◆ PROVIDED RECORDS:
# # # # #

/*! Traits for binary serialization of DOR wire structures.

`FromBytes` parses a structure with [nom] streaming combinators so that
codecs can distinguish an incomplete buffer from a malformed one.
`ToBytes` writes a structure with [cookie-factory] generators into a
caller-provided buffer.
*/

pub use cookie_factory::GenError;
pub use nom::IResult;

/// De-serialize a structure from bytes.
pub trait FromBytes: Sized {
    /// De-serialize an object from bytes, returning the unconsumed input
    /// alongside the parsed value.
    fn from_bytes(input: &[u8]) -> IResult<&[u8], Self>;
}

/// Serialize a structure into bytes.
pub trait ToBytes {
    /// Serialize an object into the `(buffer, offset)` pair, returning the
    /// buffer and the offset past the written bytes.
    fn to_bytes<'a>(&self, buf: (&'a mut [u8], usize)) -> Result<(&'a mut [u8], usize), GenError>;
}

/// Fail serialization with a custom error code. Meant to be used inside
/// `do_gen!` chains via `gen_call!` or a bare function call.
pub fn gen_error(buf: (&mut [u8], usize), error: u32) -> Result<(&mut [u8], usize), GenError> {
    let _ = buf;
    Err(GenError::CustomError(error))
}

/// Fail serialization when more than `limit` bytes were written. Used as the
/// final step of `do_gen!` chains for size-bounded packets.
pub fn gen_len_limit(buf: (&mut [u8], usize), limit: usize) -> Result<(&mut [u8], usize), GenError> {
    if buf.1 <= limit {
        Ok(buf)
    } else {
        Err(GenError::BufferTooSmall(buf.1 - limit))
    }
}

#[cfg(test)]
mod tests {
    use super::*;

    #[test]
    fn gen_error_always_fails() {
        let mut buf = [0; 8];
        let res = gen_error((&mut buf, 0), 42);
        assert!(matches!(res, Err(GenError::CustomError(42))));
    }

    #[test]
    fn gen_len_limit_within_limit() {
        let mut buf = [0; 8];
        assert!(gen_len_limit((&mut buf, 8), 8).is_ok());
    }

    #[test]
    fn gen_len_limit_exceeded() {
        let mut buf = [0; 8];
        let res = gen_len_limit((&mut buf, 10), 8);
        assert!(matches!(res, Err(GenError::BufferTooSmall(2))));
    }
}
//! This crate re-exports all DOR crates.

pub use dor_core as core;
pub use dor_crypto as crypto;
pub use dor_packet as packet;

pub fn crate_version() -> String {
    env!("CARGO_PKG_VERSION").to_string()
}
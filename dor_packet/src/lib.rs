/*! Wire formats of the DOR (Dynamic Onion Routing) protocol.

This crate defines the bit-exact serialized forms exchanged between DOR
clients and relays: endpoints, top-level typed packets, and the fixed-size
onion frame with its nested encrypted layers, together with the client-side
onion construction.
*/

#![forbid(unsafe_code)]

#[cfg(test)]
#[macro_use]
mod macros;

pub mod crypto_group;
pub mod endpoint;
pub mod onion;
pub mod packet;
pub mod relay;
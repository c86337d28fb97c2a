/*! GetIdentityRequest packet
*/

use dor_binary_io::*;

use cookie_factory::{do_gen, gen_be_u16, gen_be_u8};
use nom::bytes::streaming::tag;
use nom::combinator::verify;
use nom::number::streaming::be_u16;

/** Ask a relay for its identity material.

Serialized form:

Length | Content
------ | ------
`1`    | `0x00`
`2`    | `0x0000` (empty body)

*/
#[derive(Clone, Copy, Debug, Default, Eq, PartialEq)]
pub struct GetIdentityRequest;

impl GetIdentityRequest {
    /// Wire type byte.
    pub const PACKET_TYPE: u8 = 0x00;
    /// Declared body length.
    pub const EXPECTED_LEN: usize = 0;
}

impl FromBytes for GetIdentityRequest {
    fn from_bytes(input: &[u8]) -> IResult<&[u8], Self> {
        let (input, _) = tag(&[Self::PACKET_TYPE][..])(input)?;
        let (input, _) = verify(be_u16, |len| *len as usize == Self::EXPECTED_LEN)(input)?;
        Ok((input, GetIdentityRequest))
    }
}

impl ToBytes for GetIdentityRequest {
    fn to_bytes<'a>(&self, buf: (&'a mut [u8], usize)) -> Result<(&'a mut [u8], usize), GenError> {
        do_gen!(buf,
            gen_be_u8!(Self::PACKET_TYPE) >>
            gen_be_u16!(Self::EXPECTED_LEN as u16)
        )
    }
}

#[cfg(test)]
mod tests {
    use super::*;

    encode_decode_test!(get_identity_request_encode_decode, GetIdentityRequest);

    #[test]
    fn non_empty_body_length_rejected() {
        let buf = [0x00, 0x00, 0x01];
        assert!(GetIdentityRequest::from_bytes(&buf).is_err());
    }
}
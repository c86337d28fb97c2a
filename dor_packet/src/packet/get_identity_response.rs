/*! GetIdentityResponse packet
*/

use dor_binary_io::*;

use cookie_factory::{do_gen, gen_be_u16, gen_be_u8, gen_slice};
use nom::bytes::streaming::{tag, take};
use nom::combinator::{map_opt, verify};
use nom::number::streaming::be_u16;
use uuid::Uuid;

/** Identity material of a relay, sent in reply to `GetIdentityRequest`.

Serialized form:

Length | Content
------ | ------
`1`    | `0x01`
`2`    | `0x0030` (48-byte body)
`16`   | Relay UUID
`32`   | Relay X25519 public key

*/
#[derive(Clone, Copy, Debug, Eq, PartialEq)]
pub struct GetIdentityResponse {
    /// Long-term UUID of the responding relay.
    pub uuid: Uuid,
    /// Long-term X25519 public key of the responding relay.
    pub public_key: [u8; 32],
}

impl GetIdentityResponse {
    /// Wire type byte.
    pub const PACKET_TYPE: u8 = 0x01;
    /// Declared body length: UUID (16) + public key (32).
    pub const EXPECTED_LEN: usize = 48;
}

impl FromBytes for GetIdentityResponse {
    fn from_bytes(input: &[u8]) -> IResult<&[u8], Self> {
        let (input, _) = tag(&[Self::PACKET_TYPE][..])(input)?;
        let (input, _) = verify(be_u16, |len| *len as usize == Self::EXPECTED_LEN)(input)?;
        let (input, uuid) = map_opt(take(16usize), |bytes: &[u8]| Uuid::from_slice(bytes).ok())(input)?;
        let (input, public_key) = map_opt(take(32usize), |bytes: &[u8]| {
            <[u8; 32]>::try_from(bytes).ok()
        })(input)?;
        Ok((input, GetIdentityResponse { uuid, public_key }))
    }
}

impl ToBytes for GetIdentityResponse {
    fn to_bytes<'a>(&self, buf: (&'a mut [u8], usize)) -> Result<(&'a mut [u8], usize), GenError> {
        do_gen!(buf,
            gen_be_u8!(Self::PACKET_TYPE) >>
            gen_be_u16!(Self::EXPECTED_LEN as u16) >>
            gen_slice!(self.uuid.as_bytes().as_ref()) >>
            gen_slice!(self.public_key.as_ref())
        )
    }
}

# # # # #

◆ YOUR OBJECTIVE: Each record above has to be retyped exactly, with nothing left out.

◆ EXERCISE OUTPUT:
/*! Traits for binary serialization of DOR wire structures.

`FromBytes` parses a structure with [nom] streaming combinators so that
codecs can distinguish an incomplete buffer from a malformed one.
`ToBytes` writes a structure with [cookie-factory] generators into a
caller-provided buffer.
*/

pub use cookie_factory::GenError;
pub use nom::IResult;

/// De-serialize a structure from bytes.
pub trait FromBytes: Sized {
    /// De-serialize an object from bytes, returning the unconsumed input
    /// alongside the parsed value.
    fn from_bytes(input: &[u8]) -> IResult<&[u8], Self>;
}

/// Serialize a structure into bytes.
pub trait ToBytes {
    /// Serialize an object into the `(buffer, offset)` pair, returning the
    /// buffer and the offset past the written bytes.
    fn to_bytes<'a>(&self, buf: (&'a mut [u8], usize)) -> Result<(&'a mut [u8], usize), GenError>;
}

/// Fail serialization with a custom error code. Meant to be used inside
/// `do_gen!` chains via `gen_call!` or a bare function call.
pub fn gen_error(buf: (&mut [u8], usize), error: u32) -> Result<(&mut [u8], usize), GenError> {
    let _ = buf;
    Err(GenError::CustomError(error))
}

/// Fail serialization when more than `limit` bytes were written. Used as the
/// final step of `do_gen!` chains for size-bounded packets.
pub fn gen_len_limit(buf: (&mut [u8], usize), limit: usize) -> Result<(&mut [u8], usize), GenError> {
    if buf.1 <= limit {
        Ok(buf)
    } else {
        Err(GenError::BufferTooSmall(buf.1 - limit))
    }
}

#[cfg(test)]
mod tests {
    use super::*;

    #[test]
    fn gen_error_always_fails() {
        let mut buf = [0; 8];
        let res = gen_error((&mut buf, 0), 42);
        assert!(matches!(res, Err(GenError::CustomError(42))));
    }

    #[test]
    fn gen_len_limit_within_limit() {
        let mut buf = [0; 8];
        assert!(gen_len_limit((&mut buf, 8), 8).is_ok());
    }

    #[test]
    fn gen_len_limit_exceeded() {
        let mut buf = [0; 8];
        let res = gen_len_limit((&mut buf, 10), 8);
        assert!(matches!(res, Err(GenError::BufferTooSmall(2))));
    }
}
//! This crate re-exports all DOR crates.

pub use dor_core as core;
pub use dor_crypto as crypto;
pub use dor_packet as packet;

pub fn crate_version() -> String {
    env!("CARGO_PKG_VERSION").to_string()
}
filename dor_packet/src/lib.rs
/*! Wire formats of the DOR (Dynamic Onion Routing) protocol.

This crate defines the bit-exact serialized forms exchanged between DOR
clients and relays: endpoints, top-level typed packets, and the fixed-size
onion frame with its nested encrypted layers, together with the client-side
onion construction.
*/

#![forbid(unsafe_code)]

#[cfg(test)]
#[macro_use]
mod macros;

pub mod crypto_group;
pub mod endpoint;
pub mod onion;
pub mod packet;
pub mod relay;
repository c86337d28fb97c2a
/*! GetIdentityRequest packet
*/

use dor_binary_io::*;

use cookie_factory::{do_gen, gen_be_u16, gen_be_u8};
use nom::bytes::streaming::tag;
use nom::combinator::verify;
use nom::number::streaming::be_u16;

/** Ask a relay for its identity material.

Serialized form:

Length | Content
------ | ------
`1`    | `0x00`
`2`    | `0x0000` (empty body)

*/
#[derive(Clone, Copy, Debug, Default, Eq, PartialEq)]
pub struct GetIdentityRequest;

impl GetIdentityRequest {
    /// Wire type byte.
    pub const PACKET_TYPE: u8 = 0x00;
    /// Declared body length.
    pub const EXPECTED_LEN: usize = 0;
}

impl FromBytes for GetIdentityRequest {
    fn from_bytes(input: &[u8]) -> IResult<&[u8], Self> {
        let (input, _) = tag(&[Self::PACKET_TYPE][..])(input)?;
        let (input, _) = verify(be_u16, |len| *len as usize == Self::EXPECTED_LEN)(input)?;
        Ok((input, GetIdentityRequest))
    }
}

impl ToBytes for GetIdentityRequest {
    fn to_bytes<'a>(&self, buf: (&'a mut [u8], usize)) -> Result<(&'a mut [u8], usize), GenError> {
        do_gen!(buf,
            gen_be_u8!(Self::PACKET_TYPE) >>
            gen_be_u16!(Self::EXPECTED_LEN as u16)
        )
    }
}

#[cfg(test)]
mod tests {
    use super::*;

    encode_decode_test!(get_identity_request_encode_decode, GetIdentityRequest);

    #[test]
    fn non_empty_body_length_rejected() {
        let buf = [0x00, 0x00, 0x01];
        assert!(GetIdentityRequest::from_bytes(&buf).is_err());
    }
}
repository c86337d28fb97c2a
filename dor_packet/src/packet/get_identity_response.rs
/*! GetIdentityResponse packet
*/

use dor_binary_io::*;

use cookie_factory::{do_gen, gen_be_u16, gen_be_u8, gen_slice};
use nom::bytes::streaming::{tag, take};
use nom::combinator::{map_opt, verify};
use nom::number::streaming::be_u16;
use uuid::Uuid;

/** Identity material of a relay, sent in reply to `GetIdentityRequest`.

Serialized form:

Length | Content
------ | ------
`1`    | `0x01`
`2`    | `0x0030` (48-byte body)
`16`   | Relay UUID
`32`   | Relay X25519 public key

*/
#[derive(Clone, Copy, Debug, Eq, PartialEq)]
pub struct GetIdentityResponse {
    /// Long-term UUID of the responding relay.
    pub uuid: Uuid,
    /// Long-term X25519 public key of the responding relay.
    pub public_key: [u8; 32],
}

impl GetIdentityResponse {
    /// Wire type byte.
    pub const PACKET_TYPE: u8 = 0x01;
    /// Declared body length: UUID (16) + public key (32).
    pub const EXPECTED_LEN: usize = 48;
}

impl FromBytes for GetIdentityResponse {
    fn from_bytes(input: &[u8]) -> IResult<&[u8], Self> {
        let (input, _) = tag(&[Self::PACKET_TYPE][..])(input)?;
        let (input, _) = verify(be_u16, |len| *len as usize == Self::EXPECTED_LEN)(input)?;
        let (input, uuid) = map_opt(take(16usize), |bytes: &[u8]| Uuid::from_slice(bytes).ok())(input)?;
        let (input, public_key) = map_opt(take(32usize), |bytes: &[u8]| {
            <[u8; 32]>::try_from(bytes).ok()
        })(input)?;
        Ok((input, GetIdentityResponse { uuid, public_key }))
    }
}

impl ToBytes for GetIdentityResponse {
    fn to_bytes<'a>(&self, buf: (&'a mut [u8], usize)) -> Result<(&'a mut [u8], usize), GenError> {
        do_gen!(buf,
            gen_be_u8!(Self::PACKET_TYPE) >>
            gen_be_u16!(Self::EXPECTED_LEN as u16) >>
            gen_slice!(self.uuid.as_bytes().as_ref()) >>
            gen_slice!(self.public_key.as_ref())
        )
    }
}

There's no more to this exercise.